Oil vs. Renewables

3 years, 4 months, 1 days, 22 hours

sunset and wind turbines

20 March 2026


Sunlight doesn’t travel through the Strait of Hormuz.


‘The report finds that in all scenarios achieving Net Zero is a more cost-effective path for the UK economy than continued reliance on fossil fuels’.

This, the headline summary of the report published a week ago by the UK’s Climate Change Committee, adds yet more weight to the overwhelming evidence that investing in renewable energy is a no-brainer.
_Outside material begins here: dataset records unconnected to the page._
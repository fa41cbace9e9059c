//! PDF Decrypt MCP Server - Entry point
//!
//! An MCP server for PDF password recovery and decryption.

use pdf_decrypt_mcp_server::run_server;
use tracing_subscriber::{layer::SubscriberExt, util::SubscriberInitExt};

#[tokio::main]
async fn main() -> anyhow::Result<()> {
    // Initialize logging
    tracing_subscriber::registry()
        .with(
            tracing_subscriber::EnvFilter::try_from_default_env()
                .unwrap_or_else(|_| "pdf_decrypt_mcp_server=info".into()),
        )
        .with(tracing_subscriber::fmt::layer().with_writer(std::io::stderr))
        .init();

    tracing::info!("Starting PDF Decrypt MCP Server");

    run_server().await
}
//! PDF reader wrapper for PDFium
//!
//! Used for best-effort document metadata; page access and decryption
//! go through the qpdf wrapper.

use crate::error::{Error, Result};
use pdfium_render::prelude::*;
use std::path::Path;

/// Get PDFium instance (creates new instance each time - PDFium is not thread-safe)
fn create_pdfium() -> Result<Pdfium> {
    // Try to bind to system library or use static linking
    let bindings = Pdfium::bind_to_library(Pdfium::pdfium_platform_library_name_at_path("./"))
        .or_else(|_| {
            Pdfium::bind_to_library(Pdfium::pdfium_platform_library_name_at_path(
                "/opt/pdfium/lib",
            ))
        })
        .or_else(|_| Pdfium::bind_to_system_library())
        .map_err(|e| Error::Pdfium {
            reason: format!("Failed to initialize PDFium: {}", e),
        })?;

    Ok(Pdfium::new(bindings))
}

/// PDF metadata
#[derive(Debug, Clone, Default)]
pub struct PdfMetadataInfo {
    pub title: Option<String>,
    pub author: Option<String>,
    pub creator: Option<String>,
    pub producer: Option<String>,
}

/// PDF reader using PDFium
pub struct PdfReader {
    page_count: u32,
    metadata: PdfMetadataInfo,
}

impl PdfReader {
    /// Open a PDF from a file path
    pub fn open<P: AsRef<Path>>(path: P, password: Option<&str>) -> Result<Self> {
        let path = path.as_ref();

        if !path.exists() {
            return Err(Error::PdfNotFound {
                path: path.display().to_string(),
            });
        }

        let data = std::fs::read(path)?;
        Self::open_bytes(&data, password)
    }

    /// Open a PDF from bytes, extracting metadata and the page count
    pub fn open_bytes(data: &[u8], password: Option<&str>) -> Result<Self> {
        if data.len() < 4 || &data[0..4] != b"%PDF" {
            return Err(Error::InvalidPdf {
                reason: "Not a valid PDF file".to_string(),
            });
        }

        let pdfium = create_pdfium()?;

        let document = match password {
            Some(pwd) => pdfium.load_pdf_from_byte_slice(data, Some(pwd)),
            None => pdfium.load_pdf_from_byte_slice(data, None),
        }
        .map_err(Self::map_pdfium_error)?;

        let page_count = document.pages().len() as u32;
        let metadata = Self::extract_metadata(&document);

        Ok(Self {
            page_count,
            metadata,
        })
    }

    fn extract_metadata(document: &PdfDocument) -> PdfMetadataInfo {
        let meta = document.metadata();
        PdfMetadataInfo {
            title: meta
                .get(PdfDocumentMetadataTagType::Title)
                .map(|t| t.value().to_string()),
            author: meta
                .get(PdfDocumentMetadataTagType::Author)
                .map(|t| t.value().to_string()),
            creator: meta
                .get(PdfDocumentMetadataTagType::Creator)
                .map(|t| t.value().to_string()),
            producer: meta
                .get(PdfDocumentMetadataTagType::Producer)
                .map(|t| t.value().to_string()),
        }
    }

    /// Map PDFium errors to our error type
    fn map_pdfium_error(err: PdfiumError) -> Error {
        match err {
            PdfiumError::PdfiumLibraryInternalError(PdfiumInternalError::PasswordError) => {
                Error::IncorrectPassword
            }
            _ => Error::Pdfium {
                reason: format!("{}", err),
            },
        }
    }

    /// Get the number of pages
    pub fn page_count(&self) -> u32 {
        self.page_count
    }

    /// Get PDF metadata
    pub fn metadata(&self) -> &PdfMetadataInfo {
        &self.metadata
    }
}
The cost-benefit analysis presented concludes that every pound spent on Net Zero delivers benefits worth up to 4 pounds.

But if a report by UK boffins doesn’t convince you, how about a good old-fashioned global energy crisis? 

I hesitate to suggest that any good can come out of the terrible war that the US and Israel are waging on Iran, but an acceleration of the energy transition towards renewable energy looks likely. In the latest Outrage and Optimism podcast, Bruce Douglas, CEO of the Global Renewables Alliance, references the steps taken in just the last few weeks by Egypt, Indonesia, Korea and the Philippines to boost renewable energy investment. 

In Europe there is extensive coverage (for example in this euronews article) of the fact that Spain’s leading adoption of renewable energy (now over 55% of generating capacity) is shielding it from the wholesale gas price hike, as well as having delivered some of the cheapest household energy prices in Europe. The impact on Pakistan is similarly mitigated, to a degree, by a boom in private investment in solar panels. Meanwhile an article in The Economist in late February explained how a huge increase in imports of solar panels to Cuba was providing some protection to that country against the US energy embargo.

How deliciously ironic that a US president who is a climate change denier and oil junkie is turbo-charging the world’s race to renewables. I just wish it wasn’t at the cost to a people that has suffered so much at the hands of its own leaders and is now being bombed relentlessly by foreign powers.

Nonetheless, ‘Sunlight doesn’t travel through the Strait of Hormuz’ deserves to become a lasting slogan for the energy security and price stability of a net zero world.